Task requirements – For the string "TelegramInbound", state how many lines of the data hold it. Give nothing besides the number.

Stored data entries

════

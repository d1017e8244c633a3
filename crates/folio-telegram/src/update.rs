use crate::keyboard;
use folio_core::{SequenceKey, UserId};
use serde::Deserialize;

// ── Telegram API update types ───────────────────────────────────────────────

/// One entry from `getUpdates`.
#[derive(Debug, Deserialize)]
pub struct TelegramUpdate {
    /// Monotonic update id, used to advance the polling offset.
    pub update_id: i64,
    /// The message payload, when the update carries one.
    pub message: Option<IncomingMessage>,
}

/// An incoming chat message, reduced to the fields the bot reads.
#[derive(Debug, Deserialize)]
pub struct IncomingMessage {
    /// Chat-scoped message id; monotonically increasing, so it doubles as
    /// the staged photo's [`SequenceKey`].
    pub message_id: i64,
    /// The chat the message arrived in.
    pub chat: TelegramChat,
    /// Text content, for commands, buttons, and chosen names.
    #[serde(default)]
    pub text: Option<String>,
    /// Available renditions of an attached photo, smallest first.
    #[serde(default)]
    pub photo: Option<Vec<PhotoSize>>,
    /// An attached file, accepted when it is a `.jpg`/`.png` image.
    #[serde(default)]
    pub document: Option<DocumentAttachment>,
    /// The message this one replies to, for `/remove`.
    #[serde(default)]
    pub reply_to_message: Option<Box<IncomingMessage>>,
}

/// The chat an update belongs to.
#[derive(Debug, Deserialize)]
pub struct TelegramChat {
    /// Chat id; for private chats this is the user id.
    pub id: i64,
}

/// One rendition of a photo attachment.
#[derive(Debug, Deserialize)]
pub struct PhotoSize {
    /// Telegram file reference, downloadable through `getFile`.
    pub file_id: String,
}

/// A generic file attachment.
#[derive(Debug, Deserialize)]
pub struct DocumentAttachment {
    /// Telegram file reference, downloadable through `getFile`.
    pub file_id: String,
    /// Original file name, used to accept only image uploads.
    #[serde(default)]
    pub file_name: Option<String>,
}

// ── Mapped inbound events ───────────────────────────────────────────────────

/// One incoming message, mapped to its semantic meaning.
#[derive(Debug, Clone)]
pub struct TelegramInbound {
    /// The user (chat) the message came from.
    pub user: UserId,
    /// Id of the triggering message, kept for later chat cleanup.
    pub message_id: i64,
    /// What the message means to the session layer.
    pub action: InboundAction,
}

/// The semantic meaning of one incoming message.
///
/// `Photo` carries the Telegram file reference rather than a session event
/// directly; the channel attaches the download capability when it forwards
/// the event, keeping this mapping free of I/O and unit-testable.
#[derive(Debug, Clone, PartialEq, Eq)]
pub enum InboundAction {
    /// `/start` or `/help`: explain the bot, no session change.
    Info,
    /// `/photos`: begin (or restart) a collecting session.
    Begin,
    /// A photo or image document to stage under `key`.
    Photo {
        /// Sequence key derived from the message id.
        key: SequenceKey,
        /// Telegram file reference to download.
        file_id: String,
    },
    /// The "To PDF" button.
    ToPdf,
    /// The "Remove last photo" button.
    RemoveLast,
    /// `/remove` sent as a reply to the photo message to delete.
    RemoveByReply {
        /// Sequence key of the replied-to photo message.
        key: SequenceKey,
    },
    /// The "Back" button.
    Back,
    /// The "Cancel" button.
    Cancel,
    /// Any other text; a document name while naming, noise otherwise.
    Text(String),
}

/// Maps a raw message to its inbound action, or `None` when the message
/// carries nothing the bot understands (stickers, non-image files,
/// `/remove` without a reply).
pub fn map_message(msg: &IncomingMessage) -> Option<TelegramInbound> {
    let user = UserId(msg.chat.id);
    let message_id = msg.message_id;

    let action = if let Some(text) = msg.text.as_deref() {
        match text {
            "/start" | "/help" => InboundAction::Info,
            "/photos" => InboundAction::Begin,
            keyboard::BTN_TO_PDF => InboundAction::ToPdf,
            keyboard::BTN_REMOVE_LAST => InboundAction::RemoveLast,
            keyboard::BTN_BACK => InboundAction::Back,
            keyboard::BTN_CANCEL => InboundAction::Cancel,
            "/remove" => {
                let replied = msg.reply_to_message.as_deref()?;
                InboundAction::RemoveByReply {
                    key: SequenceKey(replied.message_id),
                }
            }
            _ => InboundAction::Text(text.to_string()),
        }
    } else if let Some(sizes) = &msg.photo {
        // Renditions are ordered smallest first; take the largest.
        let best = sizes.last()?;
        InboundAction::Photo {
            key: SequenceKey(message_id),
            file_id: best.file_id.clone(),
        }
    } else if let Some(doc) = &msg.document {
        if !is_image_name(doc.file_name.as_deref()?) {
            return None;
        }
        InboundAction::Photo {
            key: SequenceKey(message_id),
            file_id: doc.file_id.clone(),
        }
    } else {
        return None;
    };

    Some(TelegramInbound {
        user,
        message_id,
        action,
    })
}

fn is_image_name(name: &str) -> bool {
    let lower = name.to_ascii_lowercase();
    lower.ends_with(".jpg") || lower.ends_with(".jpeg") || lower.ends_with(".png")
}

#[cfg(test)]
#[allow(clippy::unwrap_used, clippy::expect_used)]
mod tests {
    use super::*;

    fn message(json: serde_json::Value) -> IncomingMessage {
        serde_json::from_value(json).unwrap()
    }

    #[test]
    fn commands_and_buttons_map_to_actions() {
        let cases = [
            ("/start", InboundAction::Info),
            ("/help", InboundAction::Info),
            ("/photos", InboundAction::Begin),
            ("To PDF", InboundAction::ToPdf),
            ("Remove last photo", InboundAction::RemoveLast),
            ("Back", InboundAction::Back),
            ("Cancel", InboundAction::Cancel),
            ("vacation", InboundAction::Text("vacation".to_string())),
        ];
        for (text, expected) in cases {
            let msg = message(serde_json::json!({
                "message_id": 10, "chat": {"id": 42}, "text": text
            }));
            let inbound = map_message(&msg).unwrap();
            assert_eq!(inbound.user, UserId(42));
            assert_eq!(inbound.action, expected, "text {text:?}");
        }
    }

    #[test]
    fn photo_takes_the_largest_rendition_and_keys_by_message_id() {
        let msg = message(serde_json::json!({
            "message_id": 77, "chat": {"id": 42},
            "photo": [{"file_id": "small"}, {"file_id": "big"}]
        }));
        let inbound = map_message(&msg).unwrap();
        assert_eq!(
            inbound.action,
            InboundAction::Photo {
                key: SequenceKey(77),
                file_id: "big".to_string()
            }
        );
    }

    #[test]
    fn image_documents_are_accepted_and_others_dropped() {
        let image = message(serde_json::json!({
            "message_id": 5, "chat": {"id": 1},
            "document": {"file_id": "f", "file_name": "scan.PNG"}
        }));
        assert!(matches!(
            map_message(&image).unwrap().action,
            InboundAction::Photo { .. }
        ));

        let other = message(serde_json::json!({
            "message_id": 6, "chat": {"id": 1},
            "document": {"file_id": "f", "file_name": "notes.txt"}
        }));
        assert!(map_message(&other).is_none());
    }

    #[test]
    fn remove_requires_a_replied_message() {
        let with_reply = message(serde_json::json!({
            "message_id": 9, "chat": {"id": 1}, "text": "/remove",
            "reply_to_message": {"message_id": 4, "chat": {"id": 1}}
        }));
        assert_eq!(
            map_message(&with_reply).unwrap().action,
            InboundAction::RemoveByReply { key: SequenceKey(4) }
        );

        let without = message(serde_json::json!({
            "message_id": 9, "chat": {"id": 1}, "text": "/remove"
        }));
        assert!(map_message(&without).is_none());
    }

    #[test]
    fn unsupported_payloads_are_dropped() {
        let sticker = message(serde_json::json!({
            "message_id": 3, "chat": {"id": 1}
        }));
        assert!(map_message(&sticker).is_none());
    }
}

════

Exercise solution – 3